Cunningham’s presence pushing O-line
FAYETTEVILLE — It doesn’t seem a matter of if or when.
But where Myron Cunningham fits into Arkansas’ offensive line picture poses the question likely to be as much answered by others as it will be himself.
Cunningham is the 6-6, 290-pound junior offensive lineman who transferred last January to the Razorbacks via Iowa Central Community College.
Last spring Cunningham debuted challenging senior incumbent Colton Jackson of Conway at left tackle.
He’s still listed there behind Jackson but this August preseason also has practiced contending with thirdyear sophomore Shane Clenin for the right guard spot vacated by 2018 graduate Johnny Gibson.
Then with redshirt Noah Gatlin lost for the season requiring knee surgery after the first August preseason practice, Cunningham also has practiced at right tackle where Gatlin was considered in near dead-heat competition with third-year sophomore Dalton Wagner.
For his role in in this past Saturday’s closed to the media 175-play scrimmage, Cunningham under the direction of Coach Chad Morris and offensive line coach Dustin Fry, apparently played all the above. Fitting him into where it seems he’s needed most remains a complex process as time creeps towards the Razorbacks’ Aug. 31 seasonopener against Portland State.
“I do feel that Myron will eventually be at some point in this rotation, without a doubt,” Morris said post scrimmage. “It’s just finding where is that rotation at for him. He’s gotten a lot of reps at left tackle, but Colton’s been doing really well there, as well. So we’ve been able to get him to the right side, working some at right tackle and then move him some at right guard, just to kind of see where’s the best fit for him.”

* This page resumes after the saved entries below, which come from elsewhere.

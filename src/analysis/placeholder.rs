use crate::analysis::{AnalysisError, ModelAnalyzer, SlicingParameters};
use crate::config::AnalysisConfig;
use crate::pricing::{BoundingBox, ModelAnalysis};
use async_trait::async_trait;
use std::path::Path;
use std::time::Duration;
use tracing::{debug, info};

/// Stand-in for a slicer engine.
///
/// Confirms the file exists and reports the same metrics for every model:
/// a two hour, 50 g print of medium complexity.
#[derive(Debug, Clone, Default)]
pub struct PlaceholderSlicer {
    simulated_latency: Duration,
}

impl PlaceholderSlicer {
    pub fn new(config: &AnalysisConfig) -> Self {
        Self {
            simulated_latency: Duration::from_millis(config.simulated_latency_ms),
        }
    }

    fn metrics(params: &SlicingParameters) -> ModelAnalysis {
        ModelAnalysis {
            volume_cm3: 40.0,
            surface_area_cm2: 0.0,
            bounding_box: BoundingBox {
                x: 100.0,
                y: 100.0,
                z: 50.0,
            },
            filament_used_grams: 50.0,
            print_time_minutes: 120.0,
            support_volume_cm3: if params.support_material { 5.0 } else { 0.0 },
            layer_count: 200,
            complexity_score: 65.0,
        }
    }
}

#[async_trait]
impl ModelAnalyzer for PlaceholderSlicer {
    fn name(&self) -> &str {
        "placeholder"
    }

    async fn analyze(
        &self,
        path: &Path,
        params: &SlicingParameters,
    ) -> Result<ModelAnalysis, AnalysisError> {
        match tokio::fs::metadata(path).await {
            Ok(meta) if meta.is_file() => {}
            Ok(_) => return Err(AnalysisError::FileNotFound(path.to_path_buf())),
            Err(e) if e.kind() == std::io::ErrorKind::NotFound => {
                return Err(AnalysisError::FileNotFound(path.to_path_buf()))
            }
            Err(e) => return Err(AnalysisError::Processing(e.to_string())),
        }

        debug!(
            path = %path.display(),
            layer_height = params.layer_height,
            infill = params.infill_percentage,
            "Slicing model"
        );

        if !self.simulated_latency.is_zero() {
            tokio::time::sleep(self.simulated_latency).await;
        }

        let analysis = Self::metrics(params);
        info!(
            path = %path.display(),
            print_time_minutes = analysis.print_time_minutes,
            filament_used_grams = analysis.filament_used_grams,
            "Model analysis complete"
        );
        Ok(analysis)
    }
}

And obviously what would be best for the Hogs depending on the health and progress of others.
In one respect, Cunningham has already accomplished his mission even before the seasonopener.
Fry freely said Cunningham in part was recruited “to piss off” the returning offensive tackles as a competitor for their jobs.
Fifth-year senior Jackson stoically says, “That’s just part of the game. I’m used to it. When you go recruiting, you’re looking to replace guys and create competition. Nobody’s spot is secure.”
Nevertheless, it seems
his game stepped up since Cunningham’s arrival last spring.
Wagner, yearning to replace graduated 2018 starting tackle Brian Wallace, took more personally Fry’s remarks about last winter about signing JC transfer linemen Cunningham and Chibueze Nwanna.
“That is the first thing he said to us,” Wagner said.
“He said ‘I have recruited two junior-college tackles coming and I expect them to take your positions.’ It lights a fire under your butt and gets you going. It gets you all competitive, gets you angry. You are like ‘I am not going to let him take my spot’ so you work extra hard.”
So Fry’s intent succeeded. “It’s about competition and we are definitely a lot better for it,” Wagner said. “It’s a lot better than we were a year ago just making sure that competition, as I have said before, competition breeds success.”
Coming off a 2-10 season, these Hogs want success in the worst way. And for this line, one of the best ways is a talented, versatile lineman almost by himself creating depth last year’s O-line didn’t have.
“He did a tremendous job today,” Wagner said post scrimmage. “He really stepped up, playing all the different positions, playing with the ones and the twos, especially. “Myron has been a guy that has really stood out, really stepped up no matter where Coach Fry tells him to go. He is always going there and doing a good job.”
Wagner especially seemed to enjoy playing alongside Cunningham when the two have been paired at right tackle and right guard.
“For as big as he is, he gets really low and does an excellent job getting underneath blocks and really posting it up for me to come and clear it all out,” Wagner said.